Editor’s Note: Agent’s Looking for Information on Initial Versus Renewal Commissions Click the following link: July 2nd, 2009 UPDATE: Final Guidance is IN!!!
A few minutes ago, I received the final company data to complete my spreadsheet of broker commissions for the 2009 Medicare Advantage selling season. I will complete the spreadsheet tonight and have it ready to send out to agents first thing tomorrow morning.
At this point, all commissions are subject to CMS review and they can approve, ammend or reject the commissions which are filed by the carriers.
4/28/09 EDITOR’S NOTE: Those insurance agents looking for information on the “initial” or “second” commission payment on “new to Medicare” and “new to Medicare Advantage” enrollees should refer to my most recent blog post by CLICKING HERE!
6/16/09 The latest on the “New to Medicare” “New to Medicare Advantage” saga continues here.
If I’m reading this correctly, the carrier submits all of 2008-09
enrollments through March 31, 09 and that Medicare will pay the commissions based on thier audit.
In English please.
If anyone finds out if there is legal recourse for agents on this problem, let me know? I agree with all of you, this has been a nightmare enrollment period. Does anyone know when the remainder of our commissions will be released?
Count me in! This CMS nightmare is killing the Seniors. Who will be handling the Class Action Suit?
I am getting some of my info from: kaisernetwork.org This is post 3 of 4
[Nov 11, 2008]
CMS on Monday revised its guidelines for compensation for health insurance agents and brokers who market Medicare Advantage and Medicare prescription drug benefit plans, CQ HealthBeat reports (Carey, CQ HealthBeat, 11/10).

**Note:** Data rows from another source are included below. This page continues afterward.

impl Topic {
    /// Lowercase name
    #[must_use]
    pub fn label(self) -> &'static str {
        match self {
            Self::Calendar => "calendar",
            Self::Todo => "todo",
            Self::Music => "music",
            Self::Time => "time",
            Self::Mood => "mood",
            Self::Help => "help",
            Self::Compliment => "compliment",
            Self::Insult => "insult",
            Self::Greeting => "greeting",
            Self::Goodbye => "goodbye",
            Self::General => "general",
        }
    }

    fn from_label(label: &str) -> Self {
        match label {
            "calendar" => Self::Calendar,
            "todo" => Self::Todo,
            "music" => Self::Music,
            "time" => Self::Time,
            "mood" => Self::Mood,
            "help" => Self::Help,
            "compliment" => Self::Compliment,
            "insult" => Self::Insult,
            "greeting" => Self::Greeting,
            "goodbye" => Self::Goodbye,
            _ => Self::General,
        }
    }

    /// Tool this topic opens, if any
    #[must_use]
    pub fn tool(self) -> Option<Tool> {
        match self {
            Self::Calendar => Some(Tool::Calendar),
            Self::Todo => Some(Tool::Todo),
            Self::Music => Some(Tool::Music),
            _ => None,
        }
    }
}

impl fmt::Display for Topic {
    fn fmt(&self, f: &mut fmt::Formatter<'_>) -> fmt::Result {
        f.write_str(self.label())
    }
}
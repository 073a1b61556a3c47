//! Avatar Sprites
//!
//! RetroBot's face in block characters. One base sprite per mood, with the
//! idle fidgets and the speaking mouth patched over it.

use retrobot_core::animation::IdleMicro;
use retrobot_core::Mood;

/// Sprite width in cells
pub const WIDTH: u16 = 11;

/// Sprite height in cells
pub const HEIGHT: u16 = 7;

const HAPPY: [&str; 7] = [
    "    _|_    ",
    " ┌───────┐ ",
    " │ ◉   ◉ │ ",
    " │   ▾   │ ",
    " │ ╰───╯ │ ",
    " └┬─────┬┘ ",
    "  ┘     └  ",
];

const ANNOYED: [&str; 7] = [
    "    _|_    ",
    " ┌───────┐ ",
    " │ ▬   ▬ │ ",
    " │ ◣   ◢ │ ",
    " │ ╭───╮ │ ",
    " └┬─────┬┘ ",
    "  ┘     └  ",
];

const SLEEPY: [&str; 7] = [
    "    _|_  z ",
    " ┌───────┐ ",
    " │ ─   ─ │ ",
    " │       │ ",
    " │  ───  │ ",
    " └┬─────┬┘ ",
    "  ┘     └  ",
];

/// What the sprite is doing this frame
#[derive(Clone, Copy, Debug, Default, PartialEq, Eq)]
pub struct Pose {
    /// Idle fidget, if one is playing
    pub idle: Option<IdleMicro>,
    /// Mouth open for speech
    pub speaking: bool,
    /// Frame counter for alternating poses
    pub tick: u64,
}

/// Sprite rows for `mood` in `pose`
#[must_use]
pub fn sprite(mood: Mood, pose: Pose) -> Vec<String> {
    let base = match mood {
        Mood::Happy => HAPPY,
        Mood::Annoyed => ANNOYED,
        Mood::Sleepy => SLEEPY,
    };
    let mut rows: Vec<String> = base.iter().map(|r| (*r).to_string()).collect();

    match pose.idle {
        Some(IdleMicro::Blink) => rows[2] = " │ ─   ─ │ ".to_string(),
        Some(IdleMicro::LookAround) => {
            rows[2] = if pose.tick % 2 == 0 {
                " │◉   ◉  │ ".to_string()
            } else {
                " │  ◉   ◉│ ".to_string()
            };
        }
        Some(IdleMicro::Yawn) => rows[4] = " │  ( )  │ ".to_string(),
        Some(IdleMicro::Stretch) => rows[0] = "   \\_|_/   ".to_string(),
        Some(IdleMicro::Bounce) | None => {}
    }

    if pose.speaking && pose.tick % 2 == 0 {
        rows[4] = " │  ▭▭▭  │ ".to_string();
    }
    rows
}

/// Vertical lift for the current pose
#[must_use]
pub fn lift(pose: Pose) -> u16 {
    match pose.idle {
        Some(IdleMicro::Bounce) if pose.tick % 2 == 0 => 1,
        _ => 0,
    }
}

#[cfg(test)]
mod tests {
    use super::*;
    use pretty_assertions::assert_eq;
    use unicode_width::UnicodeWidthStr;

    #[test]
    fn test_sprites_are_rectangular() {
        for mood in Mood::ALL {
            for idle in [None, Some(IdleMicro::LookAround), Some(IdleMicro::Yawn)] {
                let rows = sprite(
                    mood,
                    Pose {
                        idle,
                        speaking: true,
                        tick: 0,
                    },
                );
                assert_eq!(rows.len(), HEIGHT as usize);
                for row in rows {
                    assert_eq!(row.width(), WIDTH as usize, "{mood:?} {row:?}");
                }
            }
        }
    }

    #[test]
    fn test_blink_closes_eyes() {
        let rows = sprite(
            Mood::Happy,
            Pose {
                idle: Some(IdleMicro::Blink),
                ..Pose::default()
            },
        );
        assert!(!rows[2].contains('◉'));
    }

    #[test]
    fn test_bounce_lifts_on_even_ticks() {
        let pose = Pose {
            idle: Some(IdleMicro::Bounce),
            ..Pose::default()
        };
        assert_eq!(lift(pose), 1);
        assert_eq!(lift(Pose { tick: 1, ..pose }), 0);
    }
}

CMS in September issued new rules governing insurance companies, agents and brokers regarding the marketing of Medicare prescription drug plans and MA plans. The rules stipulated, among other things, that commission for sales agents would be required to conform to a structure used in other parts of the insurance industry. First-year commission for a new customer could not exceed 200% of the commission for the next five years, in order to remove the incentive for agents to “churn” beneficiaries between different plans each year.
However, because the regulations were just taking effect, some plans increased commissions in order to lock them in for the next five years. House Ways and Means Subcommittee on Health Chair Pete Stark (D-Calif.) in a letter to CMS wrote that insurers were “gaming” the new regulations by raising commissions to levels “that far exceed any previous year’s commissions” (Kaiser Daily Health Policy Report, 10/24).

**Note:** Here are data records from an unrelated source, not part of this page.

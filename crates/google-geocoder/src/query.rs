//! Query-string construction for geocoding requests

use serde_json::{Map, Number, Value};

use crate::params::CanonicalQuery;
use crate::types::Bounds;

/// A single query parameter value
#[derive(Debug, Clone, PartialEq)]
pub enum QueryValue {
    Text(String),
    Json(Value),
    Bounds(Bounds),
}

impl QueryValue {
    /// Values that are left out of the query string entirely: empty strings,
    /// zero, `null` and `false`
    pub fn is_falsy(&self) -> bool {
        match self {
            Self::Text(s) => s.is_empty(),
            Self::Json(value) => is_falsy(value),
            Self::Bounds(_) => false,
        }
    }

    /// Percent-encoded form of the value
    pub fn encode(&self) -> String {
        match self {
            Self::Text(s) => urlencoding::encode(s).into_owned(),
            Self::Json(value) => urlencoding::encode(&json_to_text(value)).into_owned(),
            Self::Bounds(bounds) => encode_bounds(bounds),
        }
    }

    fn from_option(key: &str, value: &Value) -> Self {
        if key == "bounds" && value.is_object() {
            if let Ok(bounds) = serde_json::from_value::<Bounds>(value.clone()) {
                return Self::Bounds(bounds);
            }
        }
        Self::Json(value.clone())
    }
}

/// Ordered set of query parameters.
///
/// Inserting an existing key replaces its value but keeps its position.
#[derive(Debug, Clone, Default, PartialEq)]
pub struct QueryParams {
    entries: Vec<(String, QueryValue)>,
}

impl QueryParams {
    pub fn new() -> Self {
        Self::default()
    }

    /// `{key: api_key} ∪ options ∪ canonical`, later entries winning
    pub fn merge(api_key: &str, options: &Map<String, Value>, canonical: CanonicalQuery) -> Self {
        let mut query = Self::new();
        query.insert("key", QueryValue::Text(api_key.to_string()));
        for (key, value) in options {
            query.insert(key.as_str(), QueryValue::from_option(key, value));
        }
        canonical.apply_to(&mut query);
        query
    }

    pub fn insert(&mut self, key: impl Into<String>, value: QueryValue) {
        let key = key.into();
        match self.entries.iter_mut().find(|(k, _)| *k == key) {
            Some((_, existing)) => *existing = value,
            None => self.entries.push((key, value)),
        }
    }

    pub fn get(&self, key: &str) -> Option<&QueryValue> {
        self.entries
            .iter()
            .find(|(k, _)| k == key)
            .map(|(_, value)| value)
    }

    pub fn keys(&self) -> impl Iterator<Item = &str> {
        self.entries.iter().map(|(k, _)| k.as_str())
    }

    /// Encode as `k1=v1&k2=v2`, skipping falsy values
    pub fn to_query_string(&self) -> String {
        self.entries
            .iter()
            .filter(|(_, value)| !value.is_falsy())
            .map(|(key, value)| format!("{}={}", key, value.encode()))
            .collect::<Vec<_>>()
            .join("&")
    }
}

/// `sw.lat,sw.lng|ne.lat,ne.lng`, each number percent-encoded
pub fn encode_bounds(bounds: &Bounds) -> String {
    let Bounds {
        southwest,
        northeast,
    } = bounds;
    format!(
        "{},{}|{},{}",
        urlencoding::encode(&southwest.lat.to_string()),
        urlencoding::encode(&southwest.lng.to_string()),
        urlencoding::encode(&northeast.lat.to_string()),
        urlencoding::encode(&northeast.lng.to_string()),
    )
}

fn is_falsy(value: &Value) -> bool {
    match value {
        Value::Null => true,
        Value::Bool(b) => !b,
        Value::Number(n) => n.as_f64() == Some(0.0),
        Value::String(s) => s.is_empty(),
        Value::Array(_) | Value::Object(_) => false,
    }
}

fn json_to_text(value: &Value) -> String {
    match value {
        Value::String(s) => s.clone(),
        Value::Number(n) => format_number(n),
        Value::Array(items) => items
            .iter()
            .map(json_to_text)
            .collect::<Vec<_>>()
            .join(","),
        other => other.to_string(),
    }
}

fn format_number(n: &Number) -> String {
    if let Some(i) = n.as_i64() {
        i.to_string()
    } else if let Some(u) = n.as_u64() {
        u.to_string()
    } else {
        n.as_f64().map(|f| f.to_string()).unwrap_or_else(|| n.to_string())
    }
}

#[cfg(test)]
mod tests {
    use super::*;
    use serde_json::json;

    fn options(value: Value) -> Map<String, Value> {
        match value {
            Value::Object(map) => map,
            _ => panic!("options must be an object"),
        }
    }

    #[test]
    fn test_encode_bounds() {
        let bounds = Bounds::new((1.0, 2.0), (3.0, 4.0));
        assert_eq!(encode_bounds(&bounds), "1,2|3,4");

        let bounds = Bounds::new((-33.9, 151.1), (-33.8, 151.3));
        assert_eq!(encode_bounds(&bounds), "-33.9,151.1|-33.8,151.3");
    }

    #[test]
    fn test_latlng_is_percent_encoded() {
        let query = QueryParams::merge(
            "secret",
            &Map::new(),
            CanonicalQuery::LatLng("48.8566,2.3522".to_string()),
        );
        assert_eq!(
            query.to_query_string(),
            "key=secret&latlng=48.8566%2C2.3522"
        );
    }

    #[test]
    fn test_falsy_values_are_omitted() {
        let opts = options(json!({
            "language": "",
            "region": null,
            "result_type": false,
            "zoom": 0,
            "components": "country:FR"
        }));
        let query = QueryParams::merge(
            "secret",
            &opts,
            CanonicalQuery::Address {
                address: "Paris".to_string(),
                bounds: None,
            },
        );
        let qs = query.to_query_string();

        assert_eq!(qs, "key=secret&components=country%3AFR&address=Paris");
        assert!(!qs.contains("language"));
    }

    #[test]
    fn test_canonical_keys_override_options() {
        let opts = options(json!({"address": "Lyon", "latlng": "1,1"}));
        let query = QueryParams::merge(
            "secret",
            &opts,
            CanonicalQuery::Address {
                address: "Paris".to_string(),
                bounds: None,
            },
        );

        assert_eq!(
            query.get("address"),
            Some(&QueryValue::Text("Paris".to_string()))
        );
        // latlng came from options; it is left alone
        assert_eq!(query.keys().collect::<Vec<_>>(), ["key", "address", "latlng"]);
    }

    #[test]
    fn test_address_with_bounds() {
        let query = QueryParams::merge(
            "secret",
            &Map::new(),
            CanonicalQuery::Address {
                address: "Paris".to_string(),
                bounds: Some(Bounds::new((48.0, 2.0), (49.0, 3.0))),
            },
        );
        assert_eq!(
            query.to_query_string(),
            "key=secret&address=Paris&bounds=48,2|49,3"
        );
    }

    #[test]
    fn test_bounds_option_uses_bounds_encoding() {
        let opts = options(json!({
            "bounds": {"southwest": {"lat": 1, "lng": 2}, "northeast": {"lat": 3, "lng": 4}}
        }));
        let query = QueryParams::merge("k", &opts, CanonicalQuery::LatLng("0,0".to_string()));
        assert!(query.to_query_string().contains("bounds=1,2|3,4"));
    }

    #[test]
    fn test_option_value_rendering() {
        let opts = options(json!({
            "result_type": ["street_address", "route"],
            "retries": 1.0,
            "enabled": true
        }));
        let query = QueryParams::merge("k", &opts, CanonicalQuery::LatLng("1,2".to_string()));
        let qs = query.to_query_string();

        assert!(qs.contains("result_type=street_address%2Croute"));
        assert!(qs.contains("retries=1&"));
        assert!(qs.contains("enabled=true"));
    }

    #[test]
    fn test_address_is_percent_encoded() {
        let query = QueryParams::merge(
            "k",
            &Map::new(),
            CanonicalQuery::Address {
                address: "1600 Amphitheatre Pkwy & Co".to_string(),
                bounds: None,
            },
        );
        assert!(query
            .to_query_string()
            .ends_with("address=1600%20Amphitheatre%20Pkwy%20%26%20Co"));
    }
}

The new guidelines revise those from September by stating that agents and brokers should receive compensation that reflects fair-market value based on previous commissions, adjusted for inflation for similar products in the same geographic area. In addition, compensation for policy renewals must be exactly half of the compensation paid for that beneficiary in the initial year of the six-year compensation cycle established in the September rules. Agents and brokers who enroll beneficiaries in plans that do not meet their needs should receive reduced compensation, according to the new principles.
The new rules also place similar compensation limits on Field Marketing Organizations — local or national companies that employ agents or brokers to assist plans in marketing and selling their Medicare products. Before the compensation is disbursed, FMOs would be required to submit to CMS their compensation structures for the previous three years plus the compensation structure they are implementing for 2009. That information also must be provided to agents, brokers or other third parties under contract to market the FMO’s plans. Future rate or structure changes could not take effect without prior CMS approval.
Can anyone tell me what medicare states what happens with you leave an agency and you are an “LOA” Lic. only agent. Does the commissions follow the agent after getting a release and before this new rule applys in Spet 2010.
J:
CMS would not intervene in this case and allow any contractual issues to play out in the court system. As long as the MCO is paying the agency properly, they would not get involved in a dispute between LOA and Agency.